RECORDS SUPPLIED START
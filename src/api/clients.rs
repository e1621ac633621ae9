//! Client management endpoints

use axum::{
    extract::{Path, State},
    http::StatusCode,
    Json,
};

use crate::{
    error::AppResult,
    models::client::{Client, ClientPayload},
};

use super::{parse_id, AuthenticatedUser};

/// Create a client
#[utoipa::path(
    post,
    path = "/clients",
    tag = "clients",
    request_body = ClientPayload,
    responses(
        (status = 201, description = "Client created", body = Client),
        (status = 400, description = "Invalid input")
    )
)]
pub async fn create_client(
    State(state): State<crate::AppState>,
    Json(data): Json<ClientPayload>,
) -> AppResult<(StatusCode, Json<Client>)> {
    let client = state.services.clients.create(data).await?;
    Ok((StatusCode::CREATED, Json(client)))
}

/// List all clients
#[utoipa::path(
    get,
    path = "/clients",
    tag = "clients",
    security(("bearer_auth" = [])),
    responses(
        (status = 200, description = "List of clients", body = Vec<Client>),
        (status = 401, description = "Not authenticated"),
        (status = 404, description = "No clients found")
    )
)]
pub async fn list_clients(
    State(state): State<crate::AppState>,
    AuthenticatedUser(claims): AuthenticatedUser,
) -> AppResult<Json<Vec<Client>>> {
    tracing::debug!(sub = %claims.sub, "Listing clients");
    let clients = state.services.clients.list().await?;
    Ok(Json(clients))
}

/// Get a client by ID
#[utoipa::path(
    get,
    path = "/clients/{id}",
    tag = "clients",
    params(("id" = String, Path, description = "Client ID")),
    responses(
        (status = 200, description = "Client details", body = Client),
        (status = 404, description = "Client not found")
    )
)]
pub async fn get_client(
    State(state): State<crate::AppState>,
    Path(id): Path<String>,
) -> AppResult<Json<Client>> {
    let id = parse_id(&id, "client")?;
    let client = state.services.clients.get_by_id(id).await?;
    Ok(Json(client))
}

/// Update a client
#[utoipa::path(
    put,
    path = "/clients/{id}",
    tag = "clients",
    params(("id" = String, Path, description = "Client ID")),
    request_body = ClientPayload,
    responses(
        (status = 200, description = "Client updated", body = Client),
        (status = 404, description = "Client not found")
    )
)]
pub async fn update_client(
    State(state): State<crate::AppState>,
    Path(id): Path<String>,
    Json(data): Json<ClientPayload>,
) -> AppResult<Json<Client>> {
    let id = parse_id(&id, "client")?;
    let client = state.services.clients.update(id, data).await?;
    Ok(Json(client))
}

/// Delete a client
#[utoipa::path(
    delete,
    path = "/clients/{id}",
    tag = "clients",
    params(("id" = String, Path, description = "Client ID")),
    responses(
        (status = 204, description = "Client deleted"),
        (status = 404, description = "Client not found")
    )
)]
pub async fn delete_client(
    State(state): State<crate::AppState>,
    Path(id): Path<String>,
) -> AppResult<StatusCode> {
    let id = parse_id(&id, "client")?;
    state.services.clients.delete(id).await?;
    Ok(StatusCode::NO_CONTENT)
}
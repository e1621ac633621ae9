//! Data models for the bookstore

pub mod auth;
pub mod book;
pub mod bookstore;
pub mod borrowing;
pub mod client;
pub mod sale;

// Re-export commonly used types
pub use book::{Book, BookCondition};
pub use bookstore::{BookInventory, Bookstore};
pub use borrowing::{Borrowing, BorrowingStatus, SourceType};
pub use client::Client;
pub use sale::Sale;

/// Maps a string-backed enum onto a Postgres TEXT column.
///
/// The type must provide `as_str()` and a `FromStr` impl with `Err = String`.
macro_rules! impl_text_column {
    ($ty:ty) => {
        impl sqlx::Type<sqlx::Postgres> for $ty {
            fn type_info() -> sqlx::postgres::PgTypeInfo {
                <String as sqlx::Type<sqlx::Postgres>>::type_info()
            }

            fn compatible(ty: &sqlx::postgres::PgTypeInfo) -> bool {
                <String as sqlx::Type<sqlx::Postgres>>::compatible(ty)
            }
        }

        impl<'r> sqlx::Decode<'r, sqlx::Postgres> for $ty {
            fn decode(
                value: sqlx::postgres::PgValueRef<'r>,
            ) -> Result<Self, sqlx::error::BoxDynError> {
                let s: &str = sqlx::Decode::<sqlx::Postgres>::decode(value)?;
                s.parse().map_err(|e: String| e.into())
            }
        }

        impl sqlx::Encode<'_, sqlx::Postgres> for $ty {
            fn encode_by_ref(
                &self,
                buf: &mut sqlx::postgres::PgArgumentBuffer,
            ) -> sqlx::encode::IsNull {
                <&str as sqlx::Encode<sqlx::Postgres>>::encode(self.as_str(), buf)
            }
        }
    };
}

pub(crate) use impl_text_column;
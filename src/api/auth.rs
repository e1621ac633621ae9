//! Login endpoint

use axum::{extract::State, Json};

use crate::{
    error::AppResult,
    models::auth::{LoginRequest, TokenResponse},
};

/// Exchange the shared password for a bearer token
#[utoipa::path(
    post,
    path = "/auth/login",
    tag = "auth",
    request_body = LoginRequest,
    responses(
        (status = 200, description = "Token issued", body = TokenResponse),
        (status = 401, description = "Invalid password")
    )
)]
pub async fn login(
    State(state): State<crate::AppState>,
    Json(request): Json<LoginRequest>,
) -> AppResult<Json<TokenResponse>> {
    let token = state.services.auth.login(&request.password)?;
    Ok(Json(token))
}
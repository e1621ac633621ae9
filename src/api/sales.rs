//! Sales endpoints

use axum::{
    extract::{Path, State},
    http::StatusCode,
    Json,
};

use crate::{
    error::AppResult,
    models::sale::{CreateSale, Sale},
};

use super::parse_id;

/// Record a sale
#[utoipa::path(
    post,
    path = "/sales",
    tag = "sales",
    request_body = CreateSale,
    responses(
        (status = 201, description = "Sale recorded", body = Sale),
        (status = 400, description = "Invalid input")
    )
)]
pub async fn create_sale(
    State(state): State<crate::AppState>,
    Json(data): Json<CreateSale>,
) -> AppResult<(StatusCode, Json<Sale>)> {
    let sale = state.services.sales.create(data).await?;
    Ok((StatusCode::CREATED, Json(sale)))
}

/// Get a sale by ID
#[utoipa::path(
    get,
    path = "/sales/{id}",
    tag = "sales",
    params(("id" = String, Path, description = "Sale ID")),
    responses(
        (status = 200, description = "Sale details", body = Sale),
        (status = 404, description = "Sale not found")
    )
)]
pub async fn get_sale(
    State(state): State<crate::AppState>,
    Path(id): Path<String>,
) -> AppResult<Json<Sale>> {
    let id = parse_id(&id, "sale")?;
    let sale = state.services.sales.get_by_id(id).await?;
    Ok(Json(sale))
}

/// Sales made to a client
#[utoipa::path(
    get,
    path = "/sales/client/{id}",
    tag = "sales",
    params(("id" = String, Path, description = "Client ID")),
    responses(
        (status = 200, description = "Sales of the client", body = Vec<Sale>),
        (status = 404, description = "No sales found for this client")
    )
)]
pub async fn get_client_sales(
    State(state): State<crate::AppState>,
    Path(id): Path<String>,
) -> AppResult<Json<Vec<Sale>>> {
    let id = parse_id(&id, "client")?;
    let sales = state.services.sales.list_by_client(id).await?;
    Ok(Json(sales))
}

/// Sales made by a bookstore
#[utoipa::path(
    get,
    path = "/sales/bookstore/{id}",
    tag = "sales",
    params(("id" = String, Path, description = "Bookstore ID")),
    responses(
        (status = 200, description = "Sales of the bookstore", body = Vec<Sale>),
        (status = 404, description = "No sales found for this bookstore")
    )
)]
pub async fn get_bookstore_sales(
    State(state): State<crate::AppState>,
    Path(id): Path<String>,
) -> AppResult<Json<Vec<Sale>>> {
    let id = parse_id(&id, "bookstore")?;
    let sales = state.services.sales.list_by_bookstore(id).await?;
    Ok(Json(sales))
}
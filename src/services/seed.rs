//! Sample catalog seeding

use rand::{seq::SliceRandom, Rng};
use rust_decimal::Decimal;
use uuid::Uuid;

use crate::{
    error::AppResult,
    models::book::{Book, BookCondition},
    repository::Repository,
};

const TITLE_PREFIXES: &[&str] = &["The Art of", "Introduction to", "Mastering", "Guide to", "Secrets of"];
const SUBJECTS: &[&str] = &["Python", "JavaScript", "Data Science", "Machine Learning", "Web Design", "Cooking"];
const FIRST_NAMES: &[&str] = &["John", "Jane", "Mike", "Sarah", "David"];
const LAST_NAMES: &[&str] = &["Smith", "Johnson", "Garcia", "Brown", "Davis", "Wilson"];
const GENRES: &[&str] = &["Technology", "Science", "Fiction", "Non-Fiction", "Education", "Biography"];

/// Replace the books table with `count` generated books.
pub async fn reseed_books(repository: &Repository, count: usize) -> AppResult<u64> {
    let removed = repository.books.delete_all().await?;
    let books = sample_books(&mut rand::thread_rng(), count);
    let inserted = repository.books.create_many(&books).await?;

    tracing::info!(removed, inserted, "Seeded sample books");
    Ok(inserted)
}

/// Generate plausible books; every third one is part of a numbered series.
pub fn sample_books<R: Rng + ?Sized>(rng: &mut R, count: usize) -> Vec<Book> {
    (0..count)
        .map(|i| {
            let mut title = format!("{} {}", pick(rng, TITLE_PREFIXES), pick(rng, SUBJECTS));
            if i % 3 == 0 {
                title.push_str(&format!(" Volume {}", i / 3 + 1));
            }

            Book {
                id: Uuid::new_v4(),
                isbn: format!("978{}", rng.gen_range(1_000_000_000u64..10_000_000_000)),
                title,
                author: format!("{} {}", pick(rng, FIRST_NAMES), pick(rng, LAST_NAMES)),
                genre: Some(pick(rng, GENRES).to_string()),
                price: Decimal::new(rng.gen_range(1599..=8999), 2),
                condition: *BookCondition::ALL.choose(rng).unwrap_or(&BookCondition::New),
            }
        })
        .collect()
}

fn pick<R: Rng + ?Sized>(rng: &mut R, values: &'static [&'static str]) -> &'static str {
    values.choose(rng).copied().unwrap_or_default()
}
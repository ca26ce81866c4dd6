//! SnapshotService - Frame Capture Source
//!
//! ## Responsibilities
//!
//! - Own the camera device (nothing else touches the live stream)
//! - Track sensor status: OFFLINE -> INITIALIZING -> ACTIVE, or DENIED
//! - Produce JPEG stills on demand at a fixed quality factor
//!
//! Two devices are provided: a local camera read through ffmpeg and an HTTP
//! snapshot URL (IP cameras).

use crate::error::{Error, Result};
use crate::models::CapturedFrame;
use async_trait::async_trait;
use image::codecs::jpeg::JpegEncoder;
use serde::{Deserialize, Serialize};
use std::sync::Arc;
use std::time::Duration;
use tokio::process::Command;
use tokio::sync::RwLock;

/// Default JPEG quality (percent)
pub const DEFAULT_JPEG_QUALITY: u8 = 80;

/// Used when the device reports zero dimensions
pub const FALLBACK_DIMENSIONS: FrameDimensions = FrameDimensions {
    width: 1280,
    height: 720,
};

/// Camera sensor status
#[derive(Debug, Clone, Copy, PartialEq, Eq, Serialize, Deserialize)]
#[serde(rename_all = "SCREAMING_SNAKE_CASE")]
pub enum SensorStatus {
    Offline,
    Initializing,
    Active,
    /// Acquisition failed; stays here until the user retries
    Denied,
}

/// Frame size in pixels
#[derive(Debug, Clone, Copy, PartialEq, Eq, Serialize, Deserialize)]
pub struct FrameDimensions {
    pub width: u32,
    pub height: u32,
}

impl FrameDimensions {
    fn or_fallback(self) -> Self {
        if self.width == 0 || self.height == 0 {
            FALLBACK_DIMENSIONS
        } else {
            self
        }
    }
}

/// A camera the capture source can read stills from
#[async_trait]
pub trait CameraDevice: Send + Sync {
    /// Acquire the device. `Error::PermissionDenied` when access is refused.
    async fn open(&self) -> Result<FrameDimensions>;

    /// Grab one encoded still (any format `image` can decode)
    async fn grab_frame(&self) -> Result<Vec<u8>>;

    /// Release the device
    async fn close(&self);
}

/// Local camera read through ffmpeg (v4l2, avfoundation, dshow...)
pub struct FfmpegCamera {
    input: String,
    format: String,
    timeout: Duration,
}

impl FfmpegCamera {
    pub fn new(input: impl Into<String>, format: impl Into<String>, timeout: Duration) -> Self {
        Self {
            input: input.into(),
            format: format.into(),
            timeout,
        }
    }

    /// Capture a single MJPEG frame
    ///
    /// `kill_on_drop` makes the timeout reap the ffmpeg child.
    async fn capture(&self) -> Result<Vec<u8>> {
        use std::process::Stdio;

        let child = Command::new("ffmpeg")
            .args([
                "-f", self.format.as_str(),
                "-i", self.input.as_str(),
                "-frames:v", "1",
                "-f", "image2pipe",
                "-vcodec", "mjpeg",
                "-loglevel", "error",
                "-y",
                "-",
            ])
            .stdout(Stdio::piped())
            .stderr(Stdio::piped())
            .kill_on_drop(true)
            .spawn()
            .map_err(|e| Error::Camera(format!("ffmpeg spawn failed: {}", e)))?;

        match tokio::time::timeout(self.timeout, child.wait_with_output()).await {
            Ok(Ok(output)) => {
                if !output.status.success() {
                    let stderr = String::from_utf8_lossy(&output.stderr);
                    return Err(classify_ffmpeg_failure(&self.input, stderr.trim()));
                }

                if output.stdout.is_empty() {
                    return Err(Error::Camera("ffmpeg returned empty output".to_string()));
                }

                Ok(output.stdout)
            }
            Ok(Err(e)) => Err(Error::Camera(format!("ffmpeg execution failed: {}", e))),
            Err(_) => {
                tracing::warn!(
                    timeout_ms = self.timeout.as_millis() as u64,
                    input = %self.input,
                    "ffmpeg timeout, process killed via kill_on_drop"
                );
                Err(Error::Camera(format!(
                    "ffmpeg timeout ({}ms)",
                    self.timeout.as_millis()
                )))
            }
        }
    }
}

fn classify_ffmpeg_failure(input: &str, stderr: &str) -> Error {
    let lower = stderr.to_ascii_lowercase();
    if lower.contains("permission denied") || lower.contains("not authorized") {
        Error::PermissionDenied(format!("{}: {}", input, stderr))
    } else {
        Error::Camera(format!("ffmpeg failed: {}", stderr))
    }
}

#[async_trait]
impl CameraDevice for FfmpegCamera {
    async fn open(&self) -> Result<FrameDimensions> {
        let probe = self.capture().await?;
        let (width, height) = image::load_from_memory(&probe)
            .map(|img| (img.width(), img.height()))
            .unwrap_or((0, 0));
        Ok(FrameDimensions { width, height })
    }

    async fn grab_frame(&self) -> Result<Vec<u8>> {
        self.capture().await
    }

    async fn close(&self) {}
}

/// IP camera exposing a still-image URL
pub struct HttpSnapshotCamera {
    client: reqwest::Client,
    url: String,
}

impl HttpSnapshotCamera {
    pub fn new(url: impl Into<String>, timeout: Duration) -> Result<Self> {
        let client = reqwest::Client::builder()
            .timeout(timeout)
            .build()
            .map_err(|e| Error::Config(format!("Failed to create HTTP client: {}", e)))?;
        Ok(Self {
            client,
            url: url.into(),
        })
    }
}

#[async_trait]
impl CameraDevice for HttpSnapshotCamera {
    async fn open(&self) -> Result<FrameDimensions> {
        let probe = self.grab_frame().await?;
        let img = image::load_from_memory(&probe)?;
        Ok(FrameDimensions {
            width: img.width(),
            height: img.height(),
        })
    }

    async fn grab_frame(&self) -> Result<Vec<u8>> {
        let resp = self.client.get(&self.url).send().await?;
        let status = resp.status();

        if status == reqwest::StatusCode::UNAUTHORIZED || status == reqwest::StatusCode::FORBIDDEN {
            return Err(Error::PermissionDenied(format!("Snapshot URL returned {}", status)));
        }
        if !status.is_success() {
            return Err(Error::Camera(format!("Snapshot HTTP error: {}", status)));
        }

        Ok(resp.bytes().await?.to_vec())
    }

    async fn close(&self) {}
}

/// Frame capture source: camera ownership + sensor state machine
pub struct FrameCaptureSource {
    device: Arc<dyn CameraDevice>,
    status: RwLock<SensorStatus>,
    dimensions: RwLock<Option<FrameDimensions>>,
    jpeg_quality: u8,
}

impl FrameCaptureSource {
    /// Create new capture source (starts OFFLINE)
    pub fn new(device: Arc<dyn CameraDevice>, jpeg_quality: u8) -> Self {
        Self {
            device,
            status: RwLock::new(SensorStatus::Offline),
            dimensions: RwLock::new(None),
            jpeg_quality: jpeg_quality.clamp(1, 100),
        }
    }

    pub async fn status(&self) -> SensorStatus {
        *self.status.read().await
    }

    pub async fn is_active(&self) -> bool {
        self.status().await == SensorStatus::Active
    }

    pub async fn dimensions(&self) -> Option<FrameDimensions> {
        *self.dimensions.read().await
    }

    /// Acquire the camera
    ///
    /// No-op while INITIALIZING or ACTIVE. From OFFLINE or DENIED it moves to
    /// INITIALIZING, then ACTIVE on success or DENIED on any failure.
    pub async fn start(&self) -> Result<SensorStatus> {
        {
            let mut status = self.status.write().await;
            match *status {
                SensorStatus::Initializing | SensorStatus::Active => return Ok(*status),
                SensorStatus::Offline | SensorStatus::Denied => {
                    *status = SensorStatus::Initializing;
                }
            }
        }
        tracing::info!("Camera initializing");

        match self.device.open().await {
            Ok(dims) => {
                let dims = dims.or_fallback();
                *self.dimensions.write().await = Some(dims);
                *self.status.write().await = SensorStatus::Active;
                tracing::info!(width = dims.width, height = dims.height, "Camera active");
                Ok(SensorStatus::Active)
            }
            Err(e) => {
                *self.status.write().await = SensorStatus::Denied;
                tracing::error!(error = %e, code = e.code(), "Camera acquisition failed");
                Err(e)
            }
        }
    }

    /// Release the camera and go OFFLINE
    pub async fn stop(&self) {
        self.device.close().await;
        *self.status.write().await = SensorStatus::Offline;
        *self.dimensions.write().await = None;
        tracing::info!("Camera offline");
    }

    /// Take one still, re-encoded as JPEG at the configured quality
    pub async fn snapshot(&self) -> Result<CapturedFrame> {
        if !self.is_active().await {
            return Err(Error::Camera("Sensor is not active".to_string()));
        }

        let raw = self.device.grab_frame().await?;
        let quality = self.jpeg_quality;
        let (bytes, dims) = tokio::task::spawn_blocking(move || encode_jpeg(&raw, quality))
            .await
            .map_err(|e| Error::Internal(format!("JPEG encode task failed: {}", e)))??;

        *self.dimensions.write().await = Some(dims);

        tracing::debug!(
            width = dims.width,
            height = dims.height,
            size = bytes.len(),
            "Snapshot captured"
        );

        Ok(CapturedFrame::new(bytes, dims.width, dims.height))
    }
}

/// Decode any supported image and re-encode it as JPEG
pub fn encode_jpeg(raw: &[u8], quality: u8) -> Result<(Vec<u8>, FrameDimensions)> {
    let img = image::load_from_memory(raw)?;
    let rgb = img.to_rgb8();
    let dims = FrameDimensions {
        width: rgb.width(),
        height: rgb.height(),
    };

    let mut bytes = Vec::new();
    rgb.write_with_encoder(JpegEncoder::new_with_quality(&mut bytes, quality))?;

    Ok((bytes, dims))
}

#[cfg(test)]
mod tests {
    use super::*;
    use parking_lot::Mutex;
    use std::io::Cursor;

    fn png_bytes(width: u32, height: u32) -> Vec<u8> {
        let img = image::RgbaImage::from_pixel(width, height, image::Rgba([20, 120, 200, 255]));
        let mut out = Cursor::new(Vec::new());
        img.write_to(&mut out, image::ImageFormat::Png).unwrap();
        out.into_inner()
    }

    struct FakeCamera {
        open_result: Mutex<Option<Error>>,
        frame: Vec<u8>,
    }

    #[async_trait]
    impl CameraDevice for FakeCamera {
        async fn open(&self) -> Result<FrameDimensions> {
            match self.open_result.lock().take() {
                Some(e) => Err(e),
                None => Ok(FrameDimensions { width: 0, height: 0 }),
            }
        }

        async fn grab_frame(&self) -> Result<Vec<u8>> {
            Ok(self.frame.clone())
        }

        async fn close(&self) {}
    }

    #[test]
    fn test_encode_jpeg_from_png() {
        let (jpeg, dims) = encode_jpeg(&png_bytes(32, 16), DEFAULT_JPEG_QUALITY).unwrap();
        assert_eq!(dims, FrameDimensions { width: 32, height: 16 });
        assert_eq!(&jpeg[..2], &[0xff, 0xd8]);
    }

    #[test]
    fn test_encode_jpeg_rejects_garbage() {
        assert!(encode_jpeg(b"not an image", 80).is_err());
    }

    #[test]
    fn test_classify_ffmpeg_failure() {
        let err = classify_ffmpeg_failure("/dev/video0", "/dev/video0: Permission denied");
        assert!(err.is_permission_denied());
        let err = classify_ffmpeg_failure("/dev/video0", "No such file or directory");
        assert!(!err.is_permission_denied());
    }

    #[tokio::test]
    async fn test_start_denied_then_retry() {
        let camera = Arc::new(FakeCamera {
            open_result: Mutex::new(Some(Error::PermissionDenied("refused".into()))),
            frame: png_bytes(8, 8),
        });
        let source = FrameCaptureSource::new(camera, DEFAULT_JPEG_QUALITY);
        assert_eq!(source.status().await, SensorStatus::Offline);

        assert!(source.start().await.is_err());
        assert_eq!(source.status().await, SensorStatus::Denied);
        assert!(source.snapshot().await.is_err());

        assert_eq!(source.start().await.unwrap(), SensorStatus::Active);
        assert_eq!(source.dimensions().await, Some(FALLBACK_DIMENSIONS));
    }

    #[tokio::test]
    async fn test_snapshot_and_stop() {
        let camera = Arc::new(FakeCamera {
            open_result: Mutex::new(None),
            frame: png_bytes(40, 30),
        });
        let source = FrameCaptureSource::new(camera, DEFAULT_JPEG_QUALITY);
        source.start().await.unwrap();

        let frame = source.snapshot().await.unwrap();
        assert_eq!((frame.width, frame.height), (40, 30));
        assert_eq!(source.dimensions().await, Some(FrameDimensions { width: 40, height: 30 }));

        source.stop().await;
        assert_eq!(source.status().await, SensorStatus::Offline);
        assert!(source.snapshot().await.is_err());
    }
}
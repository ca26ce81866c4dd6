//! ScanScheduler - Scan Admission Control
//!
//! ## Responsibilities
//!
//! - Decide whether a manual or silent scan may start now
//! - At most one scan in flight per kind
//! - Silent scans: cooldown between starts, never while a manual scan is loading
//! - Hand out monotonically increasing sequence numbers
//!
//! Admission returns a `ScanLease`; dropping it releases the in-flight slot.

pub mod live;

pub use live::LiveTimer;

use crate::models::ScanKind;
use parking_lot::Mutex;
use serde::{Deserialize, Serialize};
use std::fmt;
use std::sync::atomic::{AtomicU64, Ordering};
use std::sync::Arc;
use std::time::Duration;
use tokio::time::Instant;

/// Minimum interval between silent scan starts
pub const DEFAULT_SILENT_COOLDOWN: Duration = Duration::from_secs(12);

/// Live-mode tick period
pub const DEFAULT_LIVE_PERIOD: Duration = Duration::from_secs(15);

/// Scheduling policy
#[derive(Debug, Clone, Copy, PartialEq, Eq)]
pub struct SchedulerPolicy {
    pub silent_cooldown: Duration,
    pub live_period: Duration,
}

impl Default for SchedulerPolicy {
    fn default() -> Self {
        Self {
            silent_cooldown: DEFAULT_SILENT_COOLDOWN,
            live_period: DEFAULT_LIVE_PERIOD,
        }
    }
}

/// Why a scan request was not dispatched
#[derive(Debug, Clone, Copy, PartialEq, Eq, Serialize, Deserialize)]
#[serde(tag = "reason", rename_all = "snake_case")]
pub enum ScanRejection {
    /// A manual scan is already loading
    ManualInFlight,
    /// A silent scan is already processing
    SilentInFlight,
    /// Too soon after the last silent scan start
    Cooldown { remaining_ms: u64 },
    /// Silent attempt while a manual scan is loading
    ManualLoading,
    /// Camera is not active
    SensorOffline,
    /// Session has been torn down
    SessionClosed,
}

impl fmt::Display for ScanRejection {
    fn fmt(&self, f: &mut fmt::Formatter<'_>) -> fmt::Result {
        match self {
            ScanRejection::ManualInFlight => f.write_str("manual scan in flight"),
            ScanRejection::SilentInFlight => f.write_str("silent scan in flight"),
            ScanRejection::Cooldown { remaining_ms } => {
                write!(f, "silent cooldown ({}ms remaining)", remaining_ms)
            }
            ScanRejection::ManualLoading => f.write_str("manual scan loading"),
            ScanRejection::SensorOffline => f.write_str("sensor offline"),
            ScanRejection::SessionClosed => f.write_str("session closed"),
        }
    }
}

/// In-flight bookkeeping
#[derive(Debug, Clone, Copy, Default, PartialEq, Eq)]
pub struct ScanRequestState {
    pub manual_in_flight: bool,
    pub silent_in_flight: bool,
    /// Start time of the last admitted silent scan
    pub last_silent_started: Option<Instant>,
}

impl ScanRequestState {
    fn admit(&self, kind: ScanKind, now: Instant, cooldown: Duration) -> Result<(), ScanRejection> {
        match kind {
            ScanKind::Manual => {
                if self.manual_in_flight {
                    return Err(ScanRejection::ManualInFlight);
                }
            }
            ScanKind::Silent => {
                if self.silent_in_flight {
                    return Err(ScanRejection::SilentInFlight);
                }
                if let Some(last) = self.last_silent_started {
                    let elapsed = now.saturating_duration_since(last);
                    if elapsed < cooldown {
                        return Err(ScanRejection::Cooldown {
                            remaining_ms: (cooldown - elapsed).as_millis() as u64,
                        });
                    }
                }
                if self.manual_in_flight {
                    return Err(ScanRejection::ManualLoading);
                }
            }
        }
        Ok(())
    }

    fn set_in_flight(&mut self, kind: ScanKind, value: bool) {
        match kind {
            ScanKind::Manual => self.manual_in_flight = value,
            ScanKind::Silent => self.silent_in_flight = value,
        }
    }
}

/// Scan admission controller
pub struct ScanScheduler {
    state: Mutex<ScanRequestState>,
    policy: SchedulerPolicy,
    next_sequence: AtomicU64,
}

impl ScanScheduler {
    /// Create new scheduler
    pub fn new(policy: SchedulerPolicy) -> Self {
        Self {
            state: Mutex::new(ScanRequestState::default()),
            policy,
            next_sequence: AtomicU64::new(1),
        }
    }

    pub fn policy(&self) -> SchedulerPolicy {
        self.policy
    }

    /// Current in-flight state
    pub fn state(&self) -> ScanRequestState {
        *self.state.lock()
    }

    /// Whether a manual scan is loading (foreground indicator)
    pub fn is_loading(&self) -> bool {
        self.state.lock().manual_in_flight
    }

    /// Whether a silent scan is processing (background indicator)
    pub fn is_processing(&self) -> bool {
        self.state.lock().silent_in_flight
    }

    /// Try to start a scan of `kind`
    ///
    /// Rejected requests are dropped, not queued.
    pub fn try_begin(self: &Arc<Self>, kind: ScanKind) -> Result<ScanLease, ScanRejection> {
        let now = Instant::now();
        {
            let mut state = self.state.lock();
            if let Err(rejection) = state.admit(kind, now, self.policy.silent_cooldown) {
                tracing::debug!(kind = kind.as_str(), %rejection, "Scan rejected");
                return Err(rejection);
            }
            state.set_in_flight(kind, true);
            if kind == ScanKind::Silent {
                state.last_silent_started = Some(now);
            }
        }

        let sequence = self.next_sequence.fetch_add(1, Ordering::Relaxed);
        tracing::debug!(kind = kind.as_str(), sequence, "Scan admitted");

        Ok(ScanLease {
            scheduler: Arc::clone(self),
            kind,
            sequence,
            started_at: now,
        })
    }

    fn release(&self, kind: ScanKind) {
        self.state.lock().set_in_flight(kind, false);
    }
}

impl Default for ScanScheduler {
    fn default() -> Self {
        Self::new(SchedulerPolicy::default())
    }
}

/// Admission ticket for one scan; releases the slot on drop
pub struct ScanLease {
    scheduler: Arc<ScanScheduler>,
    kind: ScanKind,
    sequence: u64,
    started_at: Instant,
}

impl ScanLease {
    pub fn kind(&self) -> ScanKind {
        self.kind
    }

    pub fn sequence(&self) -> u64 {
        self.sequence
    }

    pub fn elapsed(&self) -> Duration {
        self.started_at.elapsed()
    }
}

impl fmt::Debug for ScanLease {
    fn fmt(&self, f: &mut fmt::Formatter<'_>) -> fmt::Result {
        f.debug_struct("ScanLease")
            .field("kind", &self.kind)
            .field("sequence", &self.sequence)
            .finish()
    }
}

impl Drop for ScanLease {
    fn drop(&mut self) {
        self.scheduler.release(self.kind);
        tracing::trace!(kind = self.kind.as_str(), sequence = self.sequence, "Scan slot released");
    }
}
RECORDS SUPPLIED END
Read the lines above. Gather those in which the string "Command" is found.

OUTPUT OF THE EXERCISE:
use tokio::process::Command;
        let child = Command::new("ffmpeg")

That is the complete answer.